イランの革命防衛隊の元司令官が番組の取材に応じました。イランの思惑について語りました。
イランが米軍拠点に攻撃
31日午前3時ごろ、イランの国営通信が公開した映像です。
ミサイルには「神は我々に敗北の道を閉ざした」というメッセージと、死亡した政権幹部ラリジャニ氏の写真がありました。
アメリカ軍の中級将校や指揮官200人以上が集結する拠点に対して攻撃を行ったと発表しました。
トランプ氏 イランを威嚇
31日未明にCNNが報じたのは、トランプ大統領が日本時間の30日午後8時半ごろに更新したSNSの投稿です。
イランとの協議で大きな進展があったとしたうえで、改めてイランに対しホルムズ海峡を開放しない場合、カーグ島などを標的にすると警告しました。
またニューヨーク・ポストによると、トランプ大統領はガリバフ議長がアメリカに協力する意思があるかどうかは、1週間ほどで明らかになるだろうと語ったとしています。
日本時間31日朝、会見を開いたホワイトハウスのレビット報道官は、交渉は順調に進んでいると強調しました。
一方、30日に閣議を開いたイランのペゼシュキアン大統領は「私たちは国民の奉仕者です」と述べました。
アメリカに提示しているすべての条件に加え、「国民の安全と尊厳、利益が保障される場合のみ終戦になる」としました。
戦闘終結 交渉は?
果たして、アメリカとイランの間で戦争終結についての交渉は、どこまで進んでいるのでしょうか?
イランの革命防衛隊の元司令官で、現在も幹部らにアドバイスをしているというラシード氏に話を聞きました。
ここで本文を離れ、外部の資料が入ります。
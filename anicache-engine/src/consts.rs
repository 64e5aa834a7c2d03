/// Environment variable naming the fastANI executable to use instead of
/// the one found on `PATH`.
pub const FASTANI_BIN_ENV: &str = "ANICACHE_FASTANI_BIN";

/// Newly computed records are committed in groups of this many.
pub const DEFAULT_BATCH_SIZE: usize = 100;

/// Reported by fastANI releases older than 1.3, which have no `-v` flag.
pub const LEGACY_VERSION: &str = "unknown (<1.3)";

pub const ANI_AF_FILE: &str = "ani_af.tsv";
pub const ANI_MATRIX_FILE: &str = "ani_matrix.tsv";
pub const AF_MATRIX_FILE: &str = "af_matrix.tsv";
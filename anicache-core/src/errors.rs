use thiserror::Error;

pub type Result<T> = std::result::Result<T, AniCacheError>;

/// Every failure the cache engine can report.
///
/// Per-genome and per-pair kinds carry plain strings so that one unreadable
/// genome can be reported against every pair that touches it.
#[derive(Error, Debug, Clone, PartialEq)]
pub enum AniCacheError {
    #[error("Can't read genome '{label}': {reason}")]
    UnreadableGenome { label: String, reason: String },

    #[error("ANI computation failed for '{query}' vs '{reference}': {reason}")]
    ComputationFailed {
        query: String,
        reference: String,
        reason: String,
    },

    #[error("Cache store unavailable: {0}")]
    StoreUnavailable(String),

    #[error("Cache store schema version mismatch: expected {expected}, found {found}")]
    SchemaVersionMismatch { expected: u32, found: String },

    #[error("Invalid cache record: {0}")]
    InvalidRecord(String),

    #[error("Invalid comparison config: {0}")]
    InvalidConfig(String),

    #[error("I/O error: {0}")]
    Io(String),
}

impl AniCacheError {
    /// Store level failures abort a run; everything else is reported per pair.
    pub fn is_fatal(&self) -> bool {
        matches!(
            self,
            AniCacheError::StoreUnavailable(_) | AniCacheError::SchemaVersionMismatch { .. }
        )
    }
}

impl From<std::io::Error> for AniCacheError {
    fn from(err: std::io::Error) -> Self {
        AniCacheError::Io(err.to_string())
    }
}
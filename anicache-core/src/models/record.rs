use chrono::{DateTime, SubsecRound, Utc};
use serde::{Deserialize, Serialize};

use super::config::ComparisonConfig;
use crate::consts::ANI_TOLERANCE;
use crate::errors::{AniCacheError, Result};

///
/// The stored result for one pair key.
///
/// `config` is a denormalised copy of the config the value was computed
/// under, kept for provenance when a store is dumped or merged.
///
#[derive(Debug, Clone, PartialEq, Serialize, Deserialize)]
pub struct CacheRecord {
    pub ani: f64,
    pub aligned_fraction: f64,
    pub aligned_fragments: u64,
    pub total_fragments: u64,
    pub computed_at: DateTime<Utc>,
    pub config: ComparisonConfig,
}

impl CacheRecord {
    ///
    /// Record a fresh measurement, stamped with the current time.
    ///
    /// The stamp is truncated to milliseconds, the resolution stores keep.
    ///
    pub fn new(
        ani: f64,
        aligned_fraction: f64,
        aligned_fragments: u64,
        total_fragments: u64,
        config: ComparisonConfig,
    ) -> Self {
        CacheRecord {
            ani,
            aligned_fraction,
            aligned_fragments,
            total_fragments,
            computed_at: Utc::now().trunc_subsecs(3),
            config,
        }
    }

    /// Restamp the record. Sub-millisecond precision is dropped.
    pub fn with_computed_at(mut self, computed_at: DateTime<Utc>) -> Self {
        self.computed_at = computed_at.trunc_subsecs(3);
        self
    }

    ///
    /// Two records carry the same measurement when ANI and AF agree within
    /// `tolerance` and the fragment counts are equal. Timestamps are ignored.
    ///
    pub fn same_measurement(&self, other: &CacheRecord, tolerance: f64) -> bool {
        (self.ani - other.ani).abs() <= tolerance
            && (self.aligned_fraction - other.aligned_fraction).abs() <= tolerance
            && self.aligned_fragments == other.aligned_fragments
            && self.total_fragments == other.total_fragments
    }

    /// [CacheRecord::same_measurement] with the default tolerance.
    pub fn approx_eq(&self, other: &CacheRecord) -> bool {
        self.same_measurement(other, ANI_TOLERANCE)
    }

    /// Reject values that could never come out of a successful comparison.
    pub fn validate(&self) -> Result<()> {
        if !self.ani.is_finite() || !(0.0..=100.0).contains(&self.ani) {
            return Err(AniCacheError::InvalidRecord(format!(
                "ANI must lie in [0, 100], got {}",
                self.ani
            )));
        }
        if !self.aligned_fraction.is_finite() || !(0.0..=1.0).contains(&self.aligned_fraction) {
            return Err(AniCacheError::InvalidRecord(format!(
                "aligned fraction must lie in [0, 1], got {}",
                self.aligned_fraction
            )));
        }
        if self.computed_at != self.computed_at.trunc_subsecs(3) {
            return Err(AniCacheError::InvalidRecord(format!(
                "computed_at carries sub-millisecond precision: {}",
                self.computed_at.to_rfc3339()
            )));
        }
        if self.aligned_fragments > self.total_fragments {
            return Err(AniCacheError::InvalidRecord(format!(
                "aligned fragments ({}) exceed total fragments ({})",
                self.aligned_fragments, self.total_fragments
            )));
        }
        Ok(())
    }
}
元国会議員でもあり、長らく「外交・安全保障」を担当していた人物です。
「トランプ氏は自身の希望を押しつけており、現時点で交渉が行われているという話は聞いていません」
アメリカとイランは、現時点で交渉の場にも立っていないと話します。
ラシード氏は、イランが提案した条件をアメリカが受け入れないことには停戦はないとし、合意が近いとするトランプ大統領の発言を否定しました。
米軍地上作戦の対策は?
トランプ大統領がカーグ島を占領し「イランの石油を奪う」と主張したことについては、こう話しました。
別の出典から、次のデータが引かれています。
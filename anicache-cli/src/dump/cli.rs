use clap::{Arg, Command};

pub const DUMP_CMD: &str = "dump";
pub const STATS_CMD: &str = "stats";

fn db_arg() -> Arg {
    Arg::new("db")
        .long("db")
        .short('d')
        .help("Cache store path [default: $ANICACHE_DB or ~/.anicache/ani_cache.db]")
}

pub fn create_dump_cli() -> Command {
    Command::new(DUMP_CMD)
        .author("Databio")
        .about("Write every cached record to a human-readable CSV/TSV file")
        .arg(db_arg())
        .arg(
            Arg::new("output")
                .long("output")
                .short('o')
                .help("Output file [default: stdout]"),
        )
        .arg(
            Arg::new("format")
                .long("format")
                .short('f')
                .value_parser(["CSV", "TSV"])
                .help("Output format [default: from the output extension, CSV on stdout]"),
        )
}

pub fn create_stats_cli() -> Command {
    Command::new(STATS_CMD)
        .author("Databio")
        .about("Show the number of records and the schema of a cache store")
        .arg(db_arg())
}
アメリカ中央軍は日本を拠点とする強襲揚陸艦「トリポリ」や第31海兵遠征部隊など、合わせて3500人ほどが中東に到着したと発表。29日時点で中東地域には、5万人を超える米軍兵士が集結しています。
着々と進む米軍の地上作戦準備をイラン側はどうみているのでしょうか?
「勝利まで戦う」元司令官
イスラエルは、29日の夜もイランへの空爆を実施。テヘランとその周辺で電力施設に被害が発生し、一時停電に陥りました。
一方、イスラエル中部の工業地帯で29日、ミサイルの破片が工場を直撃。空高く黒煙が立ち上り、消防隊員が消火活動を行っています。
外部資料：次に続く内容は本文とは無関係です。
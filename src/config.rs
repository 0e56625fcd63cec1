//! Pipeline configuration loaded from YAML

use crate::error::{CurationError, CurationResult};
use crate::quality::{DEFAULT_MAX_PASSAGES_PER_SOURCE, DEFAULT_MIN_PASSAGE_LENGTH};
use serde::{Deserialize, Serialize};
use std::path::Path;

#[derive(Debug, Clone, PartialEq, Serialize, Deserialize)]
#[serde(default)]
pub struct PipelineConfig {
    /// Actor recorded on audit events written by the pipeline itself
    pub operator_id: String,
    pub max_job_attempts: u32,
    /// Running jobs older than this are swept back to the retry path
    pub job_timeout_secs: u64,
    pub worker_poll_secs: u64,
    /// Passage cap for profiles that do not set their own
    pub max_passages_per_source: usize,
    /// Seeds the default tuning profile when none exists yet
    pub min_passage_length: usize,
    pub fingerprint_max_chars: usize,
    pub consolidation_similarity: f64,
    pub proposals_enabled: bool,
    pub model_name: String,
    pub prompt_version: String,
}

impl Default for PipelineConfig {
    fn default() -> Self {
        Self {
            operator_id: "system".to_string(),
            max_job_attempts: 3,
            job_timeout_secs: 300,
            worker_poll_secs: 2,
            max_passages_per_source: DEFAULT_MAX_PASSAGES_PER_SOURCE,
            min_passage_length: DEFAULT_MIN_PASSAGE_LENGTH,
            fingerprint_max_chars: 120_000,
            consolidation_similarity: 0.92,
            proposals_enabled: true,
            model_name: "heuristic".to_string(),
            prompt_version: "v1".to_string(),
        }
    }
}

impl PipelineConfig {
    pub fn from_yaml(yaml: &str) -> CurationResult<Self> {
        let config: Self = serde_yaml::from_str(yaml)
            .map_err(|e| CurationError::validation("config", e.to_string()))?;
        config.validate()?;
        Ok(config)
    }

    pub fn load(path: impl AsRef<Path>) -> CurationResult<Self> {
        let path = path.as_ref();
        let yaml = std::fs::read_to_string(path).map_err(|e| {
            CurationError::validation("config", format!("{}: {}", path.display(), e))
        })?;
        Self::from_yaml(&yaml)
    }

    pub fn validate(&self) -> CurationResult<()> {
        if self.operator_id.trim().is_empty() {
            return Err(CurationError::validation("operator_id", "must not be empty"));
        }
        if self.max_job_attempts < 1 {
            return Err(CurationError::validation("max_job_attempts", "must be at least 1"));
        }
        if self.max_passages_per_source < 1 {
            return Err(CurationError::validation("max_passages_per_source", "must be at least 1"));
        }
        if !(1..=5000).contains(&self.min_passage_length) {
            return Err(CurationError::validation("min_passage_length", "must be in 1..=5000"));
        }
        if self.worker_poll_secs < 1 {
            return Err(CurationError::validation("worker_poll_secs", "must be at least 1"));
        }
        if !(self.consolidation_similarity > 0.0 && self.consolidation_similarity <= 1.0) {
            return Err(CurationError::validation(
                "consolidation_similarity",
                "must be in (0, 1]",
            ));
        }
        Ok(())
    }
}

#[cfg(test)]
mod tests {
    use super::*;

    #[test]
    fn defaults_are_valid() {
        let config = PipelineConfig::default();
        assert!(config.validate().is_ok());
        assert_eq!(config.max_job_attempts, 3);
    }

    #[test]
    fn partial_yaml_fills_defaults() {
        let config = PipelineConfig::from_yaml("operator_id: curator\nmax_job_attempts: 5\n").unwrap();
        assert_eq!(config.operator_id, "curator");
        assert_eq!(config.max_job_attempts, 5);
        assert_eq!(config.min_passage_length, 180);
    }

    #[test]
    fn zero_attempts_rejected() {
        let err = PipelineConfig::from_yaml("max_job_attempts: 0\n").unwrap_err();
        assert_eq!(err.code(), "validation_error");
    }

    #[test]
    fn segmentation_limits_rejected() {
        assert!(PipelineConfig::from_yaml("min_passage_length: 0\n").is_err());
        assert!(PipelineConfig::from_yaml("min_passage_length: 5001\n").is_err());
        assert!(PipelineConfig::from_yaml("max_passages_per_source: 0\n").is_err());
    }

    #[test]
    fn similarity_out_of_range_rejected() {
        assert!(PipelineConfig::from_yaml("consolidation_similarity: 1.5\n").is_err());
        assert!(PipelineConfig::from_yaml("consolidation_similarity: 0.0\n").is_err());
    }
}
さらに、イスラエル北部のハイファでは30日、ミサイルによる攻撃があり石油精製施設が炎上しました。2度目の被害だといいます。
「敵であるアメリカやイスラエルの悪行やテロ行為、およびイラン各地の住宅を標的にした暴挙に対し、イラン軍は報復措置を講じる予定だ」
アメリカとイスラエルがイランへの攻撃を開始してから1カ月余り。報復の連鎖が続いていることについて、ラシード氏はこう話します。
代替ルートの封鎖示唆
アラビア半島の南側に位置し、紅海とアデン湾をつなぐ海上交通の要衝バブエルマンデブ海峡。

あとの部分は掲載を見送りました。